- [Assignment]: Transcribe the lines from the start of the data below through the line with "- Intersecting-cell lookups", word for word and nothing more.

- [Provided records]:
|---|
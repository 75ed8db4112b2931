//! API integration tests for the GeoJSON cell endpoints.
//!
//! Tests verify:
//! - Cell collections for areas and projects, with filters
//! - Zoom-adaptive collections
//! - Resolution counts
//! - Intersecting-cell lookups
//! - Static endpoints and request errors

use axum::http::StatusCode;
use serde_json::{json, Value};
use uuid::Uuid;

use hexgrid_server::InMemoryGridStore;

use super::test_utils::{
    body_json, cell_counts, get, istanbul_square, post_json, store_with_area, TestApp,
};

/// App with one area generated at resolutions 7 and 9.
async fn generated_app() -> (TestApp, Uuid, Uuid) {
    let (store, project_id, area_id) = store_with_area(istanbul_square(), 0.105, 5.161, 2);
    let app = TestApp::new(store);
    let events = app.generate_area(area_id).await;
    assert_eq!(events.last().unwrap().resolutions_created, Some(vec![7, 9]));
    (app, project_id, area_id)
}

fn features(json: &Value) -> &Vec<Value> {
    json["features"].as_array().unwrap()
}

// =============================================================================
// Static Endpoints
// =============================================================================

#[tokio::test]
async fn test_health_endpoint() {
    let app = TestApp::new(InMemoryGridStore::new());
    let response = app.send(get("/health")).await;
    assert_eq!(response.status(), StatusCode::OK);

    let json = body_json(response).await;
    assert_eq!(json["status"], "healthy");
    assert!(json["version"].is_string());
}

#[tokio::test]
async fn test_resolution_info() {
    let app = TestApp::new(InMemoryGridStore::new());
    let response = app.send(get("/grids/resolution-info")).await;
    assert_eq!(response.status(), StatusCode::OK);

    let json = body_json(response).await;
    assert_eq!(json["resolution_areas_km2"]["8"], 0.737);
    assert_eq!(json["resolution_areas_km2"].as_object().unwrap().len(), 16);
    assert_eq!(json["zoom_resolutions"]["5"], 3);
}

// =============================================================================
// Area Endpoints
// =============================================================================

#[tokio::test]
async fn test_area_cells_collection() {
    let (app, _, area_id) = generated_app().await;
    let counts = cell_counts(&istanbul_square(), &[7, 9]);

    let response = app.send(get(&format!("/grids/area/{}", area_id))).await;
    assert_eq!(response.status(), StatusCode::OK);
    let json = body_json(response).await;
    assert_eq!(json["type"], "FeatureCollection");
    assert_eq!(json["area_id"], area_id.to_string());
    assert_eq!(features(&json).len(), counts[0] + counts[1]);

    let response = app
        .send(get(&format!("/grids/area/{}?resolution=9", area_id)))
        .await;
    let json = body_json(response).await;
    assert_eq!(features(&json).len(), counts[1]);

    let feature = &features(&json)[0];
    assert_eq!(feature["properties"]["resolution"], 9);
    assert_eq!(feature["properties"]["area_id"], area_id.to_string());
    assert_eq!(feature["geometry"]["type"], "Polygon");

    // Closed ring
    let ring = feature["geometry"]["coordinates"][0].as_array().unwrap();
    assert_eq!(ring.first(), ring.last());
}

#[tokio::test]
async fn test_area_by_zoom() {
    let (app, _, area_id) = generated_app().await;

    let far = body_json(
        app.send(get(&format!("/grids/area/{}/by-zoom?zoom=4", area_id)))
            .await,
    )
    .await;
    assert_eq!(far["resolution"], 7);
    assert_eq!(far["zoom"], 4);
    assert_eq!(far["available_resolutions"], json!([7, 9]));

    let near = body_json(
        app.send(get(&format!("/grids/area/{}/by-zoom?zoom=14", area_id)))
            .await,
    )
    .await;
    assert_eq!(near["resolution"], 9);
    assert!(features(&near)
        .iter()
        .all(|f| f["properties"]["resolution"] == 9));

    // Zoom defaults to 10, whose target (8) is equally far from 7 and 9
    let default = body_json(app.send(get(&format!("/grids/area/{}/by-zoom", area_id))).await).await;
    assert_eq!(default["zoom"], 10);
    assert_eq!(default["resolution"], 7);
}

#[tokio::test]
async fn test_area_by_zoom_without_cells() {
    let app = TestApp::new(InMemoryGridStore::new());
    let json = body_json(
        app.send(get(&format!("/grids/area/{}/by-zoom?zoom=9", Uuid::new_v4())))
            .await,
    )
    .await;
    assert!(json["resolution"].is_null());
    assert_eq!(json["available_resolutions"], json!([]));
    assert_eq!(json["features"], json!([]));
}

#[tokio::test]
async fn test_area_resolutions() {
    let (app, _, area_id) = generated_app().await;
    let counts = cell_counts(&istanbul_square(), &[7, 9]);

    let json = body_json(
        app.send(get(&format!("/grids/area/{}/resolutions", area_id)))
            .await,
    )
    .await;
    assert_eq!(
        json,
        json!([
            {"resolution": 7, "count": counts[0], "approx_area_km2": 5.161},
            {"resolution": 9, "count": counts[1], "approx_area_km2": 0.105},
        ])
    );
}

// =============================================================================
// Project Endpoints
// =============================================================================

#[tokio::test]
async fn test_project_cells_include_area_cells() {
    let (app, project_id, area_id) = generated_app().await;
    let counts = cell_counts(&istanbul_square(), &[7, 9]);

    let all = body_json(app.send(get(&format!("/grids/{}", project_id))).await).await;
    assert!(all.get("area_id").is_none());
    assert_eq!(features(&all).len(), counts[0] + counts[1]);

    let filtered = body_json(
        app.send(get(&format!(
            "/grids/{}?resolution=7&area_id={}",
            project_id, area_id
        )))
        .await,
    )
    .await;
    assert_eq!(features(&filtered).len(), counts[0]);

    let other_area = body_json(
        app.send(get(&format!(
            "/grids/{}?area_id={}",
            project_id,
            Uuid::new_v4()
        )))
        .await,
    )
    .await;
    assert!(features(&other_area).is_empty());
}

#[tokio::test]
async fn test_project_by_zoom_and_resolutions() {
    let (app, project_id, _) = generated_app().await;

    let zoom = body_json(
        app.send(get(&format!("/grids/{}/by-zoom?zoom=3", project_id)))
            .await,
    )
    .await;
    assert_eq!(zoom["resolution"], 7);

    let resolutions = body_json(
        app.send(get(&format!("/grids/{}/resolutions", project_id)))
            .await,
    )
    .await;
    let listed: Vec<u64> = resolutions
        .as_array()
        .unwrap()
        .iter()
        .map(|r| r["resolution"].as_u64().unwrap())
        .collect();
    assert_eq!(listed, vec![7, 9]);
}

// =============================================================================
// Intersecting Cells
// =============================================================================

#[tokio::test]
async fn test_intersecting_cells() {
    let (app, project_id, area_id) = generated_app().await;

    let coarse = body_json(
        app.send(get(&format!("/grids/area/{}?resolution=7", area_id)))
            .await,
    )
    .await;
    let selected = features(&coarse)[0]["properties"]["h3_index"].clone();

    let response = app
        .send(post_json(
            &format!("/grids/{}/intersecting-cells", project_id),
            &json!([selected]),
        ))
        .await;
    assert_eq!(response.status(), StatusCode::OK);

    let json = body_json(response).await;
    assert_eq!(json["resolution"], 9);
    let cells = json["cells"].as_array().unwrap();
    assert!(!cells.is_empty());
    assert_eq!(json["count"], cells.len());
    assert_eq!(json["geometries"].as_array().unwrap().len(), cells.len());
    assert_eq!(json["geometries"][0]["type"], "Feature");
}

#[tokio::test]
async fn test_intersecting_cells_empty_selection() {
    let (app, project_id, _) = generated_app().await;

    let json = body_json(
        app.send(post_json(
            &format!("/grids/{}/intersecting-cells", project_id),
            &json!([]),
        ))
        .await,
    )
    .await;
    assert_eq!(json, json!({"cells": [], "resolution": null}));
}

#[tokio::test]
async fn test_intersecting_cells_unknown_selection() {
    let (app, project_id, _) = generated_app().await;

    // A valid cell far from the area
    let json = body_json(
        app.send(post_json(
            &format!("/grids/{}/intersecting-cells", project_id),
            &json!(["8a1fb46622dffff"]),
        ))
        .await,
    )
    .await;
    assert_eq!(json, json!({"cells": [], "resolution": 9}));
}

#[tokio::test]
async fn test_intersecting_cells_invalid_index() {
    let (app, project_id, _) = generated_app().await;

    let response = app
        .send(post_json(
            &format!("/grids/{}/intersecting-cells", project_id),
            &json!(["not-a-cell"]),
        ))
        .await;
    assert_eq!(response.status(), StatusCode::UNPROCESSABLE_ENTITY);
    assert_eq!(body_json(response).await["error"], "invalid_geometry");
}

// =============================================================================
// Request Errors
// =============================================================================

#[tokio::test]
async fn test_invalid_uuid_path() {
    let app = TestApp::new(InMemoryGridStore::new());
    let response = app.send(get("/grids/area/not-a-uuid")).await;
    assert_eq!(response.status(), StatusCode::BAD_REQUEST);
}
|---|
- [Answer for this exercise]:
repository 75ed8db4112b2931
//! API integration tests for the GeoJSON cell endpoints.
//!
//! Tests verify:
//! - Cell collections for areas and projects, with filters
//! - Zoom-adaptive collections
//! - Resolution counts
//! - Intersecting-cell lookups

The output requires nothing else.